II. Self-Regulatory Organization's Statement of the Purpose of, and
Statutory Basis for, the Proposed Rule Change
In its filing with the Commission, the Exchange included statements
concerning the purpose of and basis for the proposed rule change and
discussed any comments it received on the proposed rule change. The
text of these statements may be examined at the places specified in
Item IV below. The Exchange has prepared summaries, set forth in
sections A, B, and C below, of the most significant aspects of such
statements.
[[Page 29371]]
A. Self-Regulatory Organization's Statement of the Purpose of, and
Statutory Basis for, the Proposed Rule Change
1. Purpose
The purpose of this proposal is to amend Rule 7039 by adding new
section (d) regarding NLS Plus. NLS Plus allows data distributors to
access last sale products offered by each of NASDAQ OMX's three equity
exchanges. Thus, NLS Plus includes all transactions from all of NASDAQ
OMX's equity markets, as well as FINRA/NASDAQ TRF data that is included
in the current NLS product.
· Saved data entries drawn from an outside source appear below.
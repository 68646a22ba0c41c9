//! guildcfg API Server Entry Point
//!
//! Bootstraps configuration and backends, reconciles the cache with the
//! durable store, starts the background jobs and serves HTTP until Ctrl-C.

use std::sync::Arc;

use guildcfg_api::telemetry::init_tracing;
use guildcfg_api::{create_app, ApiError, ApiResult, AppState, ServerConfig, StorageBackend};
use guildcfg_core::EngineConfig;
use guildcfg_engine::{
    ConfigService, RateLimiter, ReconcileJob, Reconciler, RetentionJob, StaticTenantDirectory,
    TenantDirectory,
};
use guildcfg_storage::{
    AuditTrail, CacheRepo, DbConfig, DurableRepo, InMemoryCacheRepo, InMemoryDurableRepo,
    LmdbCacheRepo, LmdbConfig, PgDurableRepo, SlidingWindowStore,
};

struct Backends {
    durable: Arc<dyn DurableRepo>,
    audit: Arc<dyn AuditTrail>,
    cache: Arc<dyn CacheRepo>,
    windows: Arc<dyn SlidingWindowStore>,
}

async fn open_backends(backend: StorageBackend) -> ApiResult<Backends> {
    match backend {
        StorageBackend::Persistent => {
            let durable = Arc::new(PgDurableRepo::from_config(&DbConfig::from_env())?);
            durable.ensure_schema().await?;
            let cache = Arc::new(LmdbCacheRepo::from_config(&LmdbConfig::from_env())?);
            Ok(Backends {
                durable: durable.clone(),
                audit: durable,
                cache: cache.clone(),
                windows: cache,
            })
        }
        StorageBackend::Memory => {
            tracing::warn!("Running with in-memory storage, data is lost on exit");
            let durable = Arc::new(InMemoryDurableRepo::new());
            let cache = Arc::new(InMemoryCacheRepo::new());
            Ok(Backends {
                durable: durable.clone(),
                audit: durable,
                cache: cache.clone(),
                windows: cache,
            })
        }
    }
}

#[tokio::main]
async fn main() -> ApiResult<()> {
    let server_config = ServerConfig::from_env()?;
    init_tracing(server_config.log_format)?;

    let engine_config = EngineConfig::from_env();
    engine_config.validate()?;

    let backends = open_backends(server_config.backend).await?;

    // A cache we cannot reconcile is not served from.
    let reconciler = Arc::new(Reconciler::new(
        backends.durable.clone(),
        backends.cache.clone(),
    ));
    let report = reconciler.startup().await?;
    tracing::info!(
        mode = %report.mode,
        repaired = report.repaired,
        failed = report.failed,
        "Startup reconciliation complete"
    );

    let directory: Arc<dyn TenantDirectory> = if server_config.admit_unlisted {
        Arc::new(StaticTenantDirectory::permissive(
            server_config.active_tenants.clone(),
        ))
    } else {
        Arc::new(StaticTenantDirectory::new(
            server_config.active_tenants.clone(),
        ))
    };

    let limiter = RateLimiter::new(backends.windows.clone());
    let service = ConfigService::new(
        backends.durable.clone(),
        backends.cache.clone(),
        directory.clone(),
        limiter.clone(),
        engine_config.clone(),
    );

    let reconcile_job = ReconcileJob::new(reconciler, directory, engine_config.reconcile_interval)
        .with_window_sweep(limiter)
        .spawn();
    let retention_job = RetentionJob::new(
        backends.audit.clone(),
        engine_config.audit_retention_days,
        engine_config.retention_run_hour,
    )
    .spawn();

    let app = create_app(AppState::new(service), server_config.max_concurrency);

    let addr = server_config.socket_addr()?;
    tracing::info!(%addr, backend = ?server_config.backend, "Starting guildcfg API server");

    let listener = tokio::net::TcpListener::bind(addr)
        .await
        .map_err(|e| ApiError::internal_error(format!("Failed to bind {}: {}", addr, e)))?;

    axum::serve(listener, app)
        .with_graceful_shutdown(async {
            let _ = tokio::signal::ctrl_c().await;
            tracing::info!("Shutdown signal received");
        })
        .await
        .map_err(|e| ApiError::internal_error(format!("Server error: {}", e)))?;

    if let Some(metrics) = reconcile_job.stop().await {
        tracing::info!(
            runs = metrics.runs,
            repaired = metrics.repaired,
            windows_purged = metrics.windows_purged,
            "Reconcile job stopped"
        );
    }
    if let Some(metrics) = retention_job.stop().await {
        tracing::info!(
            runs = metrics.runs,
            pruned = metrics.entries_pruned,
            "Retention job stopped"
        );
    }

    Ok(())
}
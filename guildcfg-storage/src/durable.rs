//! Durable store traits.

use async_trait::async_trait;
use guildcfg_core::{
    ActorId, AuditLogEntry, GuildConfig, StorageError, TenantId, Timestamp, ValidatedUpdate,
    Version,
};

pub type StorageResult<T> = Result<T, StorageError>;

/// Transactional, versioned store of per-tenant configuration.
///
/// This is the source of truth. Every mutation appends exactly one audit
/// entry in the same transaction.
#[async_trait]
pub trait DurableRepo: Send + Sync {
    /// Fetch the configuration for a tenant, `None` when it has none yet.
    async fn get(&self, tenant_id: &TenantId) -> StorageResult<Option<GuildConfig>>;

    /// Create the default row for a tenant.
    ///
    /// Idempotent: when a concurrent creation already committed, the existing
    /// row is returned instead of an error.
    async fn create_default(
        &self,
        tenant_id: &TenantId,
        actor: &ActorId,
    ) -> StorageResult<GuildConfig>;

    /// Replace the settings of a tenant if its stored version equals
    /// `expected_version`.
    ///
    /// On success the version is incremented by exactly one, the whitelist is
    /// deleted and reinserted, and an `update` audit entry is appended, all in
    /// one transaction. On mismatch nothing is written and
    /// [`StorageError::VersionConflict`] carries the current version.
    async fn update(
        &self,
        tenant_id: &TenantId,
        expected_version: Version,
        update: &ValidatedUpdate,
        actor: &ActorId,
    ) -> StorageResult<GuildConfig>;

    /// Every configuration row, whitelist included.
    async fn list_configs(&self) -> StorageResult<Vec<GuildConfig>>;

    /// Tenant ids known to the store.
    async fn list_tenant_ids(&self) -> StorageResult<Vec<TenantId>>;
}

/// Read and retention access to the audit log.
///
/// There is no `append`: entries are only written from inside
/// [`DurableRepo`] transactions.
#[async_trait]
pub trait AuditTrail: Send + Sync {
    /// Entries for one tenant, oldest first.
    async fn entries_for(&self, tenant_id: &TenantId) -> StorageResult<Vec<AuditLogEntry>>;

    /// Delete entries created strictly before `cutoff`. Returns the number
    /// of deleted entries.
    async fn prune_before(&self, cutoff: Timestamp) -> StorageResult<u64>;
}
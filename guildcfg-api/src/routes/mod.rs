//! REST API Routes
//!
//! - `/api/guilds/:tenant_id/config`: read and replace a guild's channel whitelist
//! - `/health`: liveness probe

pub mod guild_config;
pub mod health;

use axum::{routing::get, Router};

use crate::state::AppState;

pub fn create_router(state: AppState) -> Router {
    Router::new()
        .route(
            "/api/guilds/:tenant_id/config",
            get(guild_config::get_config).put(guild_config::update_config),
        )
        .route("/health", get(health::liveness))
        .with_state(state)
}
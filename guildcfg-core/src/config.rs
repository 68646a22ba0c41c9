//! Engine Configuration Module
//!
//! Tunables for the background jobs and the rate limiter. Loaded from
//! environment variables with defaults matching production behavior.

use std::time::Duration;

use crate::constants::{
    DEFAULT_AUDIT_RETENTION_DAYS, DEFAULT_READ_RATE_LIMIT, DEFAULT_READ_RATE_WINDOW_SECS,
    DEFAULT_RECONCILE_INTERVAL_SECS, DEFAULT_RETENTION_RUN_HOUR, DEFAULT_WRITE_RATE_LIMIT,
    DEFAULT_WRITE_RATE_WINDOW_SECS,
};
use crate::error::ConfigError;

// ============================================================================
// RATE LIMIT POLICY
// ============================================================================

/// Limit and window for one class of requests.
#[derive(Debug, Clone, Copy, PartialEq, Eq)]
pub struct RateLimitPolicy {
    pub limit: u32,
    pub window: Duration,
}

impl RateLimitPolicy {
    pub fn new(limit: u32, window: Duration) -> Self {
        Self { limit, window }
    }

    /// Configuration writes: 5 per minute per actor.
    pub fn writes() -> Self {
        Self::new(
            DEFAULT_WRITE_RATE_LIMIT,
            Duration::from_secs(DEFAULT_WRITE_RATE_WINDOW_SECS),
        )
    }

    /// Configuration reads: 10 per 10 seconds per actor.
    pub fn reads() -> Self {
        Self::new(
            DEFAULT_READ_RATE_LIMIT,
            Duration::from_secs(DEFAULT_READ_RATE_WINDOW_SECS),
        )
    }

    pub fn window_ms(&self) -> i64 {
        i64::try_from(self.window.as_millis()).unwrap_or(i64::MAX)
    }
}

// ============================================================================
// ENGINE CONFIGURATION
// ============================================================================

#[derive(Debug, Clone, PartialEq, Eq)]
pub struct EngineConfig {
    /// Interval between periodic reconcile runs.
    pub reconcile_interval: Duration,

    /// Audit entries older than this many days are pruned.
    pub audit_retention_days: u32,

    /// Local hour of day (0-23) at which the retention job runs.
    pub retention_run_hour: u32,

    pub write_rate: RateLimitPolicy,
    pub read_rate: RateLimitPolicy,
}

impl Default for EngineConfig {
    fn default() -> Self {
        Self {
            reconcile_interval: Duration::from_secs(DEFAULT_RECONCILE_INTERVAL_SECS),
            audit_retention_days: DEFAULT_AUDIT_RETENTION_DAYS,
            retention_run_hour: DEFAULT_RETENTION_RUN_HOUR,
            write_rate: RateLimitPolicy::writes(),
            read_rate: RateLimitPolicy::reads(),
        }
    }
}

impl EngineConfig {
    /// Create EngineConfig from environment variables.
    ///
    /// Environment variables:
    /// - `GUILDCFG_RECONCILE_INTERVAL_SECS`: Periodic reconcile interval (default: 600)
    /// - `GUILDCFG_AUDIT_RETENTION_DAYS`: Audit retention horizon (default: 90)
    /// - `GUILDCFG_RETENTION_RUN_HOUR`: Local hour for the retention run (default: 2)
    /// - `GUILDCFG_WRITE_RATE_LIMIT` / `GUILDCFG_WRITE_RATE_WINDOW_SECS` (default: 5 / 60)
    /// - `GUILDCFG_READ_RATE_LIMIT` / `GUILDCFG_READ_RATE_WINDOW_SECS` (default: 10 / 10)
    ///
    /// Unparseable values fall back to the default; out-of-range values are
    /// caught by [`EngineConfig::validate`].
    pub fn from_env() -> Self {
        let reconcile_interval_secs = env_or("GUILDCFG_RECONCILE_INTERVAL_SECS", DEFAULT_RECONCILE_INTERVAL_SECS);
        let audit_retention_days = env_or("GUILDCFG_AUDIT_RETENTION_DAYS", DEFAULT_AUDIT_RETENTION_DAYS);
        let retention_run_hour = env_or("GUILDCFG_RETENTION_RUN_HOUR", DEFAULT_RETENTION_RUN_HOUR);

        let write_rate = RateLimitPolicy::new(
            env_or("GUILDCFG_WRITE_RATE_LIMIT", DEFAULT_WRITE_RATE_LIMIT),
            Duration::from_secs(env_or(
                "GUILDCFG_WRITE_RATE_WINDOW_SECS",
                DEFAULT_WRITE_RATE_WINDOW_SECS,
            )),
        );
        let read_rate = RateLimitPolicy::new(
            env_or("GUILDCFG_READ_RATE_LIMIT", DEFAULT_READ_RATE_LIMIT),
            Duration::from_secs(env_or(
                "GUILDCFG_READ_RATE_WINDOW_SECS",
                DEFAULT_READ_RATE_WINDOW_SECS,
            )),
        );

        Self {
            reconcile_interval: Duration::from_secs(reconcile_interval_secs),
            audit_retention_days,
            retention_run_hour,
            write_rate,
            read_rate,
        }
    }

    pub fn validate(&self) -> Result<(), ConfigError> {
        if self.reconcile_interval.is_zero() {
            return Err(ConfigError::InvalidValue {
                field: "reconcile_interval".to_string(),
                value: "0".to_string(),
                reason: "must be greater than zero".to_string(),
            });
        }
        if self.retention_run_hour > 23 {
            return Err(ConfigError::InvalidValue {
                field: "retention_run_hour".to_string(),
                value: self.retention_run_hour.to_string(),
                reason: "must be between 0 and 23".to_string(),
            });
        }
        for (field, policy) in [("write_rate", &self.write_rate), ("read_rate", &self.read_rate)] {
            if policy.limit == 0 {
                return Err(ConfigError::InvalidValue {
                    field: format!("{}.limit", field),
                    value: "0".to_string(),
                    reason: "must allow at least one request".to_string(),
                });
            }
            if policy.window.as_millis() == 0 {
                return Err(ConfigError::InvalidValue {
                    field: format!("{}.window", field),
                    value: format!("{:?}", policy.window),
                    reason: "must be at least one millisecond".to_string(),
                });
            }
        }
        Ok(())
    }
}

fn env_or<T: std::str::FromStr>(name: &str, default: T) -> T {
    std::env::var(name)
        .ok()
        .and_then(|s| s.trim().parse().ok())
        .unwrap_or(default)
}
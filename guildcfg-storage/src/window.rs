//! Sliding-window log used by the rate limiter.
//!
//! A window is the time-ordered list of request markers (epoch
//! milliseconds) for one identifier. Backends must run [`RateWindow::hit`]
//! as one indivisible step per key: the in-memory backend holds the map
//! entry lock, the LMDB backend holds its single write transaction.

use async_trait::async_trait;
use serde::{Deserialize, Serialize};

use crate::cache::CacheResult;

/// Outcome of recording one request.
#[derive(Debug, Clone, Copy, PartialEq, Eq)]
pub struct WindowDecision {
    pub allowed: bool,
    /// Markers in the window after this request was evaluated.
    pub count: u32,
    /// Epoch milliseconds at which the oldest marker leaves the window.
    pub reset_at_ms: i64,
}

/// Stored state of one window.
#[derive(Debug, Clone, Default, PartialEq, Eq, Serialize, Deserialize)]
#[serde(rename_all = "camelCase")]
pub struct RateWindow {
    /// Ascending. Equal timestamps are kept as separate markers.
    pub markers: Vec<i64>,
    /// The whole window may be dropped once this instant is reached.
    pub expires_at_ms: i64,
}

impl RateWindow {
    /// Discard expired markers, count, then either reject or record `now_ms`.
    pub fn hit(&mut self, now_ms: i64, window_ms: i64, limit: u32) -> WindowDecision {
        if self.expires_at_ms <= now_ms {
            self.markers.clear();
        }
        let floor = now_ms.saturating_sub(window_ms);
        self.markers.retain(|&ts| ts > floor);

        let count = u32::try_from(self.markers.len()).unwrap_or(u32::MAX);
        if count >= limit {
            let reset_at_ms = self
                .markers
                .first()
                .map(|&oldest| oldest.saturating_add(window_ms))
                .unwrap_or_else(|| now_ms.saturating_add(window_ms));
            return WindowDecision {
                allowed: false,
                count,
                reset_at_ms,
            };
        }

        let position = self.markers.partition_point(|&ts| ts <= now_ms);
        self.markers.insert(position, now_ms);
        self.expires_at_ms = now_ms.saturating_add(window_ms);

        let oldest = self.markers.first().copied().unwrap_or(now_ms);
        WindowDecision {
            allowed: true,
            count: count + 1,
            reset_at_ms: oldest.saturating_add(window_ms),
        }
    }

    pub fn is_expired(&self, now_ms: i64) -> bool {
        self.expires_at_ms <= now_ms
    }
}

/// Atomic check-count-record primitive keyed by identifier.
#[async_trait]
pub trait SlidingWindowStore: Send + Sync {
    /// Evaluate one request against the window stored under
    /// `ratelimit:{key}`.
    async fn hit(
        &self,
        key: &str,
        now_ms: i64,
        window_ms: i64,
        limit: u32,
    ) -> CacheResult<WindowDecision>;

    /// Delete every stored window whose expiry is at or before `now_ms`.
    /// Returns how many windows were removed.
    async fn purge_expired(&self, now_ms: i64) -> CacheResult<u64>;
}

#[cfg(test)]
mod tests {
    use super::*;
    use proptest::prelude::*;

    const WINDOW: i64 = 60_000;

    #[test]
    fn test_first_hit_resets_after_full_window() {
        let mut window = RateWindow::default();
        let decision = window.hit(1_000, WINDOW, 5);
        assert!(decision.allowed);
        assert_eq!(decision.count, 1);
        assert_eq!(decision.reset_at_ms, 61_000);
        assert_eq!(window.expires_at_ms, 61_000);
    }

    #[test]
    fn test_reject_reports_oldest_expiry() {
        let mut window = RateWindow::default();
        for t in [1_000, 2_000, 3_000] {
            assert!(window.hit(t, WINDOW, 3).allowed);
        }
        let decision = window.hit(4_000, WINDOW, 3);
        assert!(!decision.allowed);
        assert_eq!(decision.count, 3);
        assert_eq!(decision.reset_at_ms, 61_000);
        // Rejected requests are not recorded.
        assert_eq!(window.markers, vec![1_000, 2_000, 3_000]);
    }

    #[test]
    fn test_marker_leaves_at_exact_window_boundary() {
        let mut window = RateWindow::default();
        assert!(window.hit(1_000, WINDOW, 1).allowed);
        assert!(!window.hit(60_999, WINDOW, 1).allowed);
        assert!(window.hit(61_000, WINDOW, 1).allowed);
    }

    #[test]
    fn test_same_millisecond_requests_count_separately() {
        let mut window = RateWindow::default();
        assert!(window.hit(5_000, WINDOW, 2).allowed);
        assert!(window.hit(5_000, WINDOW, 2).allowed);
        assert!(!window.hit(5_000, WINDOW, 2).allowed);
    }

    #[test]
    fn test_expired_window_starts_fresh() {
        let mut window = RateWindow {
            markers: vec![100, 200],
            expires_at_ms: 500,
        };
        assert!(window.is_expired(500));
        let decision = window.hit(600, 10, 2);
        assert!(decision.allowed);
        assert_eq!(window.markers, vec![600]);
    }

    proptest! {
        #![proptest_config(ProptestConfig::with_cases(100))]

        #[test]
        fn prop_limit_then_reject_then_recover(
            limit in 1u32..20,
            window_ms in 1i64..100_000,
            start in 0i64..1_000_000,
        ) {
            let mut window = RateWindow::default();
            for i in 0..limit {
                let now = start + (i as i64 * (window_ms - 1)) / limit.max(1) as i64;
                prop_assert!(window.hit(now, window_ms, limit).allowed);
            }
            let last = start + window_ms - 1;
            let rejected = window.hit(last, window_ms, limit);
            prop_assert!(!rejected.allowed);
            prop_assert_eq!(rejected.reset_at_ms, start + window_ms);

            let after = window.hit(start + window_ms, window_ms, limit);
            prop_assert!(after.allowed);
        }
    }
}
In addition, NLS Plus features total cross-
market volume information at the issue level, thereby providing
redistribution of consolidated volume information from the securities
information processors (``SIPs'') for Tape A, B, and C securities.\8\
Thus, NLS Plus covers all securities listed on NASDAQ and New York
Stock Exchange (``NYSE'') (now under the Intercontinental Exchange
(``ICE'') umbrella), as well as US ``regional'' exchanges such as NYSE
MKT, NYSE Arca, and BATS (also known as BATS/Direct Edge).\9\ The
Exchange will, as discussed below, file a separate proposal regarding
the NLS Plus fee structure.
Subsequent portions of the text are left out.